*Exercise brief:* Search the entries below for the line containing "pub use config::schema::RouterConfig;"; from there to the end, return every line exactly and add nothing.

----

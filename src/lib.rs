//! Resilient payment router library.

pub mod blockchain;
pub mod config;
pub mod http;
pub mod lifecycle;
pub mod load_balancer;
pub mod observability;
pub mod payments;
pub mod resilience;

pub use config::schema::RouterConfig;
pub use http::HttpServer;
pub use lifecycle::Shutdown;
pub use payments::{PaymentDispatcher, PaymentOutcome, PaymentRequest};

----

*Final answer:*
pub use config::schema::RouterConfig;
pub use http::HttpServer;
pub use lifecycle::Shutdown;
pub use payments::{PaymentDispatcher, PaymentOutcome, PaymentRequest};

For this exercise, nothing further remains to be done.